Abraham's other seven children were sent to find a place elsewhere in the world.  Issac was to inherit Abraham's tribe and lands, and Jacob inherited the lands and promises from Issac, and the jewish people from the tribes of Jacob.  Moses returned the people to land of their forefathers.
Neither the bible nor the quran dispute this, except that Ishmael was the one Abraham was going to sacrifice as first born, but tribal law of the time, even arabic tribal law, the illegitimate son, offspring of a concubine or servant, does not inherit before the true son.  Ishmael would have been fifth in line not even second let alone first.   There were three other legitimate sons beside Issac.





Billo_Really said:


> aris2chat said:
> 
> 
> > A dream of a flying horse
> ...


----------



## irosie91 (Dec 25, 2013)

Shaarona said:


> aris2chat said:
> 
> 
> > A dream of a flying horse
> ...




really?     a few arabs wandered into   Jerusalem?       how do you know?      It is not 
at all impossible----by then jews had lived in arabia for many centuries---and in 
ethiopia and in Yemen-----in fact jews had already been in Afghanistan and in  India ----and   asians had gotten into North america via the Bering straits -----what is your point---
HUMANS MOVE AROUND? -------so???         nope---there were no  "arab tribes"  in samaria------you are confused--------arab tribes were in arabia.      That is why they were  called  "arab tribes"       What language did those   'samarian arab tribes'  of your 'imagination speak?


----------



## Shaarona (Dec 25, 2013)

irosie91 said:


> Shaarona said:
> 
> 
> > aris2chat said:
> ...



The spoke Western Semitic and South Semetic...

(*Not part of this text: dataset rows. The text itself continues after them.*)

//! Pure mapping from form state to request body, and from response body
//! to display text.
//!
//! Numeric coercion follows browser `parseInt`/`parseFloat` without a
//! radix argument: leading whitespace is skipped, a `0x` prefix makes
//! `parseInt` read hexadecimal, the longest numeric prefix is taken, and
//! input with no numeric prefix becomes `NaN`. `NaN` and infinities have
//! no JSON form and are sent as `null`. Nothing here validates ranges.

use crate::client::config::{FieldKind, FormConfig, OutputBinding, OutputFormat};
use serde_json::{Map, Number, Value};

/// Build the request body for `config` from the current field values.
///
/// `read` returns the raw value of a named input, or `None` if the page
/// has no such input; missing inputs are left out of the body.
pub fn build_payload<F>(config: &FormConfig, read: F) -> Map<String, Value>
where
    F: Fn(&str) -> Option<String>,
{
    let mut body = Map::new();
    for field in &config.fields {
        let Some(raw) = read(&field.name) else {
            continue;
        };
        let value = match field.kind {
            FieldKind::Text => Value::String(raw),
            FieldKind::Integer => number_or_null(parse_int(&raw)),
            FieldKind::Float => number_or_null(parse_float(&raw)),
        };
        body.insert(field.name.clone(), value);
    }
    body
}

fn number_or_null(value: Option<f64>) -> Value {
    match value {
        Some(v) if v.fract() == 0.0 && v.abs() < i64::MAX as f64 => Value::from(v as i64),
        Some(v) => Number::from_f64(v).map(Value::Number).unwrap_or(Value::Null),
        None => Value::Null,
    }
}

fn trim_leading(raw: &str) -> &str {
    raw.trim_start_matches(|c: char| c.is_whitespace() || c == '\u{feff}')
}

/// Leading-integer parse. `None` stands for `NaN`.
pub fn parse_int(raw: &str) -> Option<f64> {
    let s = trim_leading(raw);
    let (negative, unsigned) = match s.as_bytes().first() {
        Some(b'-') => (true, &s[1..]),
        Some(b'+') => (false, &s[1..]),
        _ => (false, s),
    };

    let (radix, digits) = match unsigned.get(..2) {
        Some("0x") | Some("0X") => (16, &unsigned[2..]),
        _ => (10, unsigned),
    };

    let mut magnitude = 0.0_f64;
    let mut seen = 0;
    for digit in digits.chars().map_while(|c| c.to_digit(radix)) {
        magnitude = magnitude * f64::from(radix) + f64::from(digit);
        seen += 1;
    }
    if seen == 0 {
        return None;
    }

    Some(if negative { -magnitude } else { magnitude })
}

/// Leading-float parse. `None` stands for `NaN`.
pub fn parse_float(raw: &str) -> Option<f64> {
    let s = trim_leading(raw);
    let bytes = s.as_bytes();
    let mut i = 0;

    if matches!(bytes.first(), Some(b'-') | Some(b'+')) {
        i += 1;
    }
    if s[i..].starts_with("Infinity") {
        return Some(if bytes[0] == b'-' {
            f64::NEG_INFINITY
        } else {
            f64::INFINITY
        });
    }

    let int_start = i;
    while i < bytes.len() && bytes[i].is_ascii_digit() {
        i += 1;
    }
    let mut digits = i - int_start;

    if i < bytes.len() && bytes[i] == b'.' {
        let frac_start = i + 1;
        let mut j = frac_start;
        while j < bytes.len() && bytes[j].is_ascii_digit() {
            j += 1;
        }
        digits += j - frac_start;
        if digits > 0 {
            i = j;
        }
    }
    if digits == 0 {
        return None;
    }

    // exponent only counts when at least one digit follows it
    if i < bytes.len() && (bytes[i] == b'e' || bytes[i] == b'E') {
        let mut j = i + 1;
        if j < bytes.len() && (bytes[j] == b'-' || bytes[j] == b'+') {
            j += 1;
        }
        let exp_start = j;
        while j < bytes.len() && bytes[j].is_ascii_digit() {
            j += 1;
        }
        if j > exp_start {
            i = j;
        }
    }

    let literal = s[..i].trim_end_matches('.');
    literal.parse().ok()
}

/// Render one output binding from a response body.
///
/// Missing keys render as `undefined`, as a page would. Currency values
/// must be numbers; anything else is `None` and the caller treats the
/// response as unusable.
pub fn render_output(binding: &OutputBinding, response: &Value) -> Option<String> {
    let value = response.get(&binding.key);
    match binding.format {
        OutputFormat::Plain => Some(match value {
            None => "undefined".to_string(),
            Some(Value::String(s)) => s.clone(),
            Some(other) => other.to_string(),
        }),
        OutputFormat::Currency => value.and_then(Value::as_f64).map(format_currency),
    }
}

/// `$` plus the amount with two decimal places, halves rounded away from
/// zero as browser `toFixed(2)` does.
pub fn format_currency(amount: f64) -> String {
    format!("${}", to_fixed_2(amount))
}

fn to_fixed_2(amount: f64) -> String {
    // `{:.2}` rounds exact halves to even. A double lies exactly halfway
    // between two cents only when it is an odd multiple of 1/8.
    let eighths = amount * 8.0;
    let halfway =
        amount.abs() < 1e15 && eighths.fract() == 0.0 && eighths.rem_euclid(2.0) == 1.0;
    if !halfway {
        let amount = if amount == 0.0 { 0.0 } else { amount };
        return format!("{:.2}", amount);
    }

    // amount * 100 is an exact multiple of 0.5 here
    let cents = (amount.abs() * 100.0 + 0.5) as u64;
    let sign = if amount < 0.0 { "-" } else { "" };
    format!("{}{}.{:02}", sign, cents / 100, cents % 100)
}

The Torah speaks of Arabs in Jerusalem at the end of the Babylonian exile.

Joseph's brothers sold him to the Ishmaelites.

Sargon 2 settled four Arab tribes that he had conquered in Samaria.



2 Kings 17:24 The king of Assyria brought men from Babylon, and from Cuthah, and from Avva, and from Hamath and Sepharvaim, and placed them in the cities of Samaria instead of the children of Israel; and they possessed Samaria, and lived in the cities of it


----------



## aris2chat (Dec 25, 2013)

Joseph was sold to traveling traders.
and Sargon II settled nomadic Chaldean and Aramaean tribes, from northern Syria and eastern Turkey.




Shaarona said:


> irosie91 said:
> 
> 
> > Shaarona said:
> ...


----------



## Shaarona (Dec 25, 2013)

aris2chat said:


> Joseph was sold to traveling traders.
> and Sargon II settled nomadic Chaldean and Aramaean tribes, from northern Syria and eastern Turkey.
> 
> 
> ...



The Bible says the traders were Ishmaelites.

The Chaldean's homeland was in the relatively poor country in the far south of Mesopotamia, at the head of the Persian Gulf. They first came to prominence in the late 8th Century BC. 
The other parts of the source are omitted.